To answer your questions, plus a few extra thoughts. I will try to be brief but it doesn't always work out as I like to be sure I am understood!

Q1. There are tripod style cv joints at both ends of the drive shaft to (obviously) transmit drive and accommodate the "extreme" drive shaft plunge. The CV at outer end was moved out as far as possible and became housed in the upright. This was to make the shafts as long as possible in order to reduce drive shaft angles.

Q2. That is tricky one... The car that was pictured on page 9 was the car the team and I built for FS 2009. That was four years ago and my final year at uni. Since then whilst occasionally thinking about such things I have never really sat down to seriously give it thought. Real life and other such things tend to get in the way! But a few thoughts I have had...

1. I have pondered the idea of how to mount the spring/damper units low down, preferably on the floor. But the obvious problem being that the pivot is effectively at floor level and that leads you to using an upwardly angled push rod.

The key benefit to this in my eyes (other than the obvious CoG etc.) would be that you could really easily build what would basically be a ladder frame chassis that all the suspension would work off. This would be easy to make with excellent precision and you would have a rolling chassis in no time. The rest of the structure could then be made as light and as minimal as possible just to comply to the regs.

2. Mono-shocks and air springs. Kind of conflicting again. I have long pondered air springs as a cheaper and lighter option. Also, we used cane creek shocks/springs and there was basically too much adjustment. Most teams I think struggle for testing so a more basic shock system set up well I think would be better than a fancy system set up badly.

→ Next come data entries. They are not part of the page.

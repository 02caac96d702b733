// Copyright (C) 2023 Felix Huettner
//
// This file is part of DTRD.
//
// DTRD is free software: you can redistribute it and/or modify
// it under the terms of the GNU General Public License as published by
// the Free Software Foundation, either version 3 of the License, or
// (at your option) any later version.
//
// DTRD is distributed in the hope that it will be useful,
// but WITHOUT ANY WARRANTY; without even the implied warranty of
// MERCHANTABILITY or FITNESS FOR A PARTICULAR PURPOSE.  See the
// GNU General Public License for more details.
//
// You should have received a copy of the GNU General Public License
// along with this program.  If not, see <https://www.gnu.org/licenses/>.

//! BPSec integrity protection (RFC 9172) with the BIB-HMAC-SHA2 security
//! context of RFC 9173.

use bitflags::bitflags;
use serde::{
    Deserialize, Serialize,
    de::{Error, Visitor},
    ser::SerializeMap,
};
use serde_repr::{Deserialize_repr, Serialize_repr};
use thiserror::Error;

use crate::SerializationError;

pub mod integrity_block;
pub mod ippt;

#[derive(Error, Debug)]
pub enum SecurityError {
    #[error("an integrity block needs at least one security target")]
    MissingSecurityTargets,
    #[error("the context flags announce parameters but none are present")]
    FlagSetButNoParameter,
    #[error("context parameters are present but the context flags say absent")]
    ParameterButFlagNotSet,
    #[error("the security context parameters do not name a SHA variant")]
    MissingShaVariant,
    #[error("unknown security context parameter id {0}")]
    InvalidContextParameter(u64),
    #[error("unknown security context id {0}")]
    InvalidContextId(i64),
    #[error("could not initialize the HMAC from the given key")]
    InvalidKey,
    #[error(transparent)]
    Serialization(#[from] SerializationError),
}

bitflags! {
    #[derive(Clone, Copy, Debug, PartialEq, Eq, Hash)]
    /// Selects which blocks are woven into the integrity-protected
    /// plaintext besides the target's own content.
    ///
    /// see 3.2 of RFC9173 for details.
    pub struct IntegrityScopeFlags: u16 {
        /// Cover the primary block.
        const INCLUDE_PRIMARY_BLOCK = 0x01;
        /// Cover the target block's header fields.
        const INCLUDE_TARGET_HEADER = 0x02;
        /// Cover the security block's header fields.
        const INCLUDE_SECURITY_HEADER = 0x04;
    }
}

impl Default for IntegrityScopeFlags {
    fn default() -> Self {
        IntegrityScopeFlags::all()
    }
}

impl Serialize for IntegrityScopeFlags {
    fn serialize<S>(&self, serializer: S) -> Result<S::Ok, S::Error>
    where
        S: serde::Serializer,
    {
        serializer.serialize_u16(self.bits())
    }
}

impl<'de> Deserialize<'de> for IntegrityScopeFlags {
    fn deserialize<D>(deserializer: D) -> Result<Self, D::Error>
    where
        D: serde::Deserializer<'de>,
    {
        struct ScopeFlagsVisitor;
        impl Visitor<'_> for ScopeFlagsVisitor {
            type Value = IntegrityScopeFlags;

            fn expecting(&self, formatter: &mut std::fmt::Formatter) -> std::fmt::Result {
                formatter.write_str("integrity scope flags")
            }

            fn visit_u64<E>(self, v: u64) -> Result<Self::Value, E>
            where
                E: serde::de::Error,
            {
                let bits = u16::try_from(v).map_err(|_| {
                    Error::invalid_value(
                        serde::de::Unexpected::Unsigned(v),
                        &"scope flags fit into 16 bits",
                    )
                })?;
                Ok(IntegrityScopeFlags::from_bits_retain(bits))
            }
        }
        deserializer.deserialize_u16(ScopeFlagsVisitor)
    }
}

/// HMAC variants of the BIB-HMAC-SHA2 context, RFC 9173 wire codes.
#[derive(Debug, Serialize_repr, Deserialize_repr, PartialEq, Eq, Clone, Copy)]
#[repr(u64)]
pub enum ShaVariant {
    Sha256 = 5,
    Sha384 = 6,
    Sha512 = 7,
}

/// Whether the abstract security block carries context parameters.
#[derive(Debug, Serialize_repr, Deserialize_repr, PartialEq, Eq, Clone, Copy)]
#[repr(u64)]
pub enum SecurityContextFlags {
    Absent = 0,
    Present = 1,
}

const SHA_VARIANT_PARAMETER_ID: u64 = 1;
const WRAPPED_KEY_PARAMETER_ID: u64 = 2;
const SCOPE_FLAGS_PARAMETER_ID: u64 = 3;

/// The optional parameters of a BIB-HMAC-SHA2 context, a CBOR map keyed by
/// the RFC 9173 parameter ids.
#[derive(Debug, PartialEq, Eq, Clone, Default)]
pub struct SecurityContextParameter {
    pub sha_variant: Option<ShaVariant>,
    pub wrapped_key: Option<Vec<u8>>,
    pub integrity_scope_flags: Option<IntegrityScopeFlags>,
}

struct KeyBytes(Vec<u8>);

impl Serialize for KeyBytes {
    fn serialize<S>(&self, serializer: S) -> Result<S::Ok, S::Error>
    where
        S: serde::Serializer,
    {
        serializer.serialize_bytes(&self.0)
    }
}

impl<'de> Deserialize<'de> for KeyBytes {
    fn deserialize<D>(deserializer: D) -> Result<Self, D::Error>
    where
        D: serde::Deserializer<'de>,
    {
        struct KeyBytesVisitor;
        impl Visitor<'_> for KeyBytesVisitor {
            type Value = KeyBytes;

            fn expecting(&self, formatter: &mut std::fmt::Formatter) -> std::fmt::Result {
                formatter.write_str("wrapped key bytes")
            }

            fn visit_bytes<E>(self, v: &[u8]) -> Result<Self::Value, E>
            where
                E: serde::de::Error,
            {
                Ok(KeyBytes(Vec::from(v)))
            }

            fn visit_byte_buf<E>(self, v: Vec<u8>) -> Result<Self::Value, E>
            where
                E: serde::de::Error,
            {
                Ok(KeyBytes(v))
            }
        }
        deserializer.deserialize_byte_buf(KeyBytesVisitor)
    }
}

impl Serialize for SecurityContextParameter {
    fn serialize<S>(&self, serializer: S) -> Result<S::Ok, S::Error>
    where
        S: serde::Serializer,
    {
        let len = usize::from(self.sha_variant.is_some())
            + usize::from(self.wrapped_key.is_some())
            + usize::from(self.integrity_scope_flags.is_some());
        let mut map = serializer.serialize_map(Some(len))?;
        if let Some(variant) = self.sha_variant {
            map.serialize_entry(&SHA_VARIANT_PARAMETER_ID, &variant)?;
        }
        if let Some(key) = &self.wrapped_key {
            map.serialize_entry(&WRAPPED_KEY_PARAMETER_ID, &KeyBytes(key.clone()))?;
        }
        if let Some(flags) = self.integrity_scope_flags {
            map.serialize_entry(&SCOPE_FLAGS_PARAMETER_ID, &flags)?;
        }
        map.end()
    }
}

impl<'de> Deserialize<'de> for SecurityContextParameter {
    fn deserialize<D>(deserializer: D) -> Result<Self, D::Error>
    where
        D: serde::Deserializer<'de>,
    {
        struct ParameterVisitor;
        impl<'de> Visitor<'de> for ParameterVisitor {
            type Value = SecurityContextParameter;

            fn expecting(&self, formatter: &mut std::fmt::Formatter) -> std::fmt::Result {
                formatter.write_str("security context parameters")
            }

            fn visit_map<A>(self, mut map: A) -> Result<Self::Value, A::Error>
            where
                A: serde::de::MapAccess<'de>,
            {
                let mut parameter = SecurityContextParameter::default();
                while let Some(id) = map.next_key::<u64>()? {
                    match id {
                        SHA_VARIANT_PARAMETER_ID => {
                            parameter.sha_variant = Some(map.next_value()?);
                        }
                        WRAPPED_KEY_PARAMETER_ID => {
                            parameter.wrapped_key = Some(map.next_value::<KeyBytes>()?.0);
                        }
                        SCOPE_FLAGS_PARAMETER_ID => {
                            parameter.integrity_scope_flags = Some(map.next_value()?);
                        }
                        id => {
                            return Err(Error::custom(format_args!(
                                "unknown security context parameter id {id}"
                            )));
                        }
                    }
                }
                Ok(parameter)
            }
        }
        deserializer.deserialize_map(ParameterVisitor)
    }
}

#[cfg(test)]
mod tests {
    use crate::security::{IntegrityScopeFlags, SecurityContextParameter, ShaVariant};

    #[test]
    fn serialize_parameter_map() -> Result<(), serde_cbor::Error> {
        let parameter = SecurityContextParameter {
            sha_variant: Some(ShaVariant::Sha384),
            wrapped_key: None,
            integrity_scope_flags: Some(IntegrityScopeFlags::all()),
        };
        // {1: 6, 3: 7}
        assert_eq!(
            serde_cbor::to_vec(&parameter)?,
            [0xA2, 0x01, 0x06, 0x03, 0x07]
        );
        Ok(())
    }

    #[test]
    fn roundtrip_parameter_map() -> Result<(), serde_cbor::Error> {
        let parameter = SecurityContextParameter {
            sha_variant: Some(ShaVariant::Sha256),
            wrapped_key: Some(vec![0xAA, 0xBB]),
            integrity_scope_flags: Some(IntegrityScopeFlags::INCLUDE_PRIMARY_BLOCK),
        };
        let data = serde_cbor::to_vec(&parameter)?;
        let recovered: SecurityContextParameter = serde_cbor::from_slice(&data)?;
        assert_eq!(recovered, parameter);
        Ok(())
    }

    #[test]
    fn unknown_parameter_id_is_rejected() {
        // {4: 0}
        assert!(serde_cbor::from_slice::<SecurityContextParameter>(&[0xA1, 0x04, 0x00]).is_err());
    }
}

A mono-shock system would also reduce cost. As you are basically de-coupling roll/bump with the LL I think a mono-shock system would work well, although I admit I haven't actually given this more than 2 minutes thought at the moment. If you ran a mono though I doubt an air shock would be beefy enough to cope with the weight of two axles.

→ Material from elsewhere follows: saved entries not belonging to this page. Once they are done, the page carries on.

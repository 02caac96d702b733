// Copyright (C) 2023 Felix Huettner
//
// This file is part of DTRD.
//
// DTRD is free software: you can redistribute it and/or modify
// it under the terms of the GNU General Public License as published by
// the Free Software Foundation, either version 3 of the License, or
// (at your option) any later version.
//
// DTRD is distributed in the hope that it will be useful,
// but WITHOUT ANY WARRANTY; without even the implied warranty of
// MERCHANTABILITY or FITNESS FOR A PARTICULAR PURPOSE.  See the
// GNU General Public License for more details.
//
// You should have received a copy of the GNU General Public License
// along with this program.  If not, see <https://www.gnu.org/licenses/>.

use bitflags::bitflags;
use serde::{Deserialize, Serialize, de::Visitor};
use thiserror::Error;

use crate::{Validate, bundle::BundleError};

/// Reserved bits 3, 4, 9, 13 and 15. Setting any of them is a validation
/// error.
pub const RESERVED_BUNDLE_FLAGS: u64 = 0xA218;

bitflags! {
    #[derive(Clone, Copy, Debug, PartialEq, Eq, Hash)]
    /// Bundle Processing Control Flags
    ///
    /// see 4.2.3 of RFC9171 for details.
    pub struct BundleFlags: u64 {
        /// The bundle is a fragment.
        const FRAGMENT = 0x0000_0001;
        /// The bundle's payload is an administrative record.
        const ADMINISTRATIVE_RECORD = 0x0000_0002;
        /// The bundle must not be fragmented.
        const MUST_NOT_FRAGMENT = 0x0000_0004;
        /// Acknowledgment by the user application is requested.
        const APPLICATION_ACKNOWLEGEMENT_REQUESTED = 0x0000_0020;
        /// Status time is requested in all status reports.
        const STATUS_TIME_REQUESTED = 0x0000_0040;
        /// Request reporting of bundle reception.
        const BUNDLE_RECEPTION_STATUS_REQUESTED = 0x0000_4000;
        /// Request reporting of bundle forwarding.
        const BUNDLE_FORWARDING_STATUS_REQUESTED = 0x0001_0000;
        /// Request reporting of bundle delivery.
        const BUNDLE_DELIVERY_STATUS_REQUESTED = 0x0002_0000;
        /// Request reporting of bundle deletion.
        const BUNDLE_DELETION_STATUS_REQUESTED = 0x0004_0000;

        // keep unknown bits so that validation can see them
        const _ = !0;
    }
}

/// Invalid bundle processing control flags. `BundleFlags::validate`
/// reports every broken rule at once instead of stopping at the first.
#[derive(Error, Debug, PartialEq, Eq, Clone)]
pub enum FlagsError {
    #[error("bundle control flag violations: {0:?}")]
    Violations(Vec<FlagViolation>),
}

/// One rule broken by a flag combination.
#[derive(Error, Debug, PartialEq, Eq, Clone)]
pub enum FlagViolation {
    #[error("reserved bits 0x{0:X} must not be set")]
    ReservedBitsSet(u64),
    #[error("a bundle must not be a fragment and unfragmentable at the same time")]
    FragmentContradiction,
    #[error("an administrative record must not request status reports")]
    AdminRecordWithStatusRequest,
}

impl BundleFlags {
    pub const STATUS_REQUESTS: BundleFlags = BundleFlags::BUNDLE_RECEPTION_STATUS_REQUESTED
        .union(BundleFlags::BUNDLE_FORWARDING_STATUS_REQUESTED)
        .union(BundleFlags::BUNDLE_DELIVERY_STATUS_REQUESTED)
        .union(BundleFlags::BUNDLE_DELETION_STATUS_REQUESTED);

    pub fn violations(&self) -> Vec<FlagViolation> {
        let mut violations = Vec::new();
        let reserved = self.bits() & RESERVED_BUNDLE_FLAGS;
        if reserved != 0 {
            violations.push(FlagViolation::ReservedBitsSet(reserved));
        }
        if self.contains(BundleFlags::FRAGMENT | BundleFlags::MUST_NOT_FRAGMENT) {
            violations.push(FlagViolation::FragmentContradiction);
        }
        if self.contains(BundleFlags::ADMINISTRATIVE_RECORD)
            && self.intersects(BundleFlags::STATUS_REQUESTS)
        {
            violations.push(FlagViolation::AdminRecordWithStatusRequest);
        }
        violations
    }
}

impl Serialize for BundleFlags {
    fn serialize<S>(&self, serializer: S) -> Result<S::Ok, S::Error>
    where
        S: serde::Serializer,
    {
        serializer.serialize_u64(self.bits())
    }
}

impl<'de> Deserialize<'de> for BundleFlags {
    fn deserialize<D>(deserializer: D) -> Result<Self, D::Error>
    where
        D: serde::Deserializer<'de>,
    {
        struct BundleFlagsVisitor;
        impl Visitor<'_> for BundleFlagsVisitor {
            type Value = BundleFlags;

            fn expecting(&self, formatter: &mut std::fmt::Formatter) -> std::fmt::Result {
                formatter.write_str("Bundle Flags")
            }

            fn visit_u64<E>(self, v: u64) -> Result<Self::Value, E>
            where
                E: serde::de::Error,
            {
                Ok(BundleFlags::from_bits_retain(v))
            }
        }
        deserializer.deserialize_u64(BundleFlagsVisitor)
    }
}

impl Validate for BundleFlags {
    fn validate(&self) -> Result<(), BundleError> {
        let violations = self.violations();
        if violations.is_empty() {
            Ok(())
        } else {
            Err(BundleError::Flags(FlagsError::Violations(violations)))
        }
    }
}

#[cfg(test)]
mod tests {
    use crate::{
        Validate,
        bundle::BundleError,
        bundleflags::{BundleFlags, FlagViolation, FlagsError},
    };

    #[test]
    fn valid_flags() {
        assert_eq!(BundleFlags::empty().validate(), Ok(()));
        assert_eq!(
            (BundleFlags::MUST_NOT_FRAGMENT | BundleFlags::BUNDLE_DELIVERY_STATUS_REQUESTED)
                .validate(),
            Ok(())
        );
    }

    #[test]
    fn reserved_bits_fail() {
        let flags = BundleFlags::from_bits_retain(0x8);
        assert_eq!(
            flags.validate(),
            Err(BundleError::Flags(FlagsError::Violations(vec![
                FlagViolation::ReservedBitsSet(0x8)
            ])))
        );
    }

    #[test]
    fn contradictions_fail() {
        let flags = BundleFlags::FRAGMENT | BundleFlags::MUST_NOT_FRAGMENT;
        assert_eq!(
            flags.violations(),
            vec![FlagViolation::FragmentContradiction]
        );
        let flags =
            BundleFlags::ADMINISTRATIVE_RECORD | BundleFlags::BUNDLE_RECEPTION_STATUS_REQUESTED;
        assert_eq!(
            flags.violations(),
            vec![FlagViolation::AdminRecordWithStatusRequest]
        );
    }

    #[test]
    fn all_violations_are_reported_together() {
        let flags = BundleFlags::from_bits_retain(
            0x200 | 0x1 | 0x4 | 0x2 | 0x4000, // reserved + contradiction + admin record
        );
        assert_eq!(flags.violations().len(), 3);
    }

    #[test]
    fn deserialization_keeps_reserved_bits() -> Result<(), serde_cbor::Error> {
        let flags: BundleFlags = serde_cbor::from_slice(&[0x19, 0xA2, 0x18])?;
        assert_eq!(flags.bits(), 0xA218);
        assert!(flags.validate().is_err());
        Ok(())
    }
}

3. The whole thing just needs building with a bit more finesse and precision than we managed! But we did the best with the limited time/resources we had.

4. More recent Lancaster teams split the top and bottom wishbones. They still pivot along the same axis but they are separate arms. Our systems the top and bottom arms were welded together at the pivot point. I guess this just makes fabrication easier for them but I'm not sure.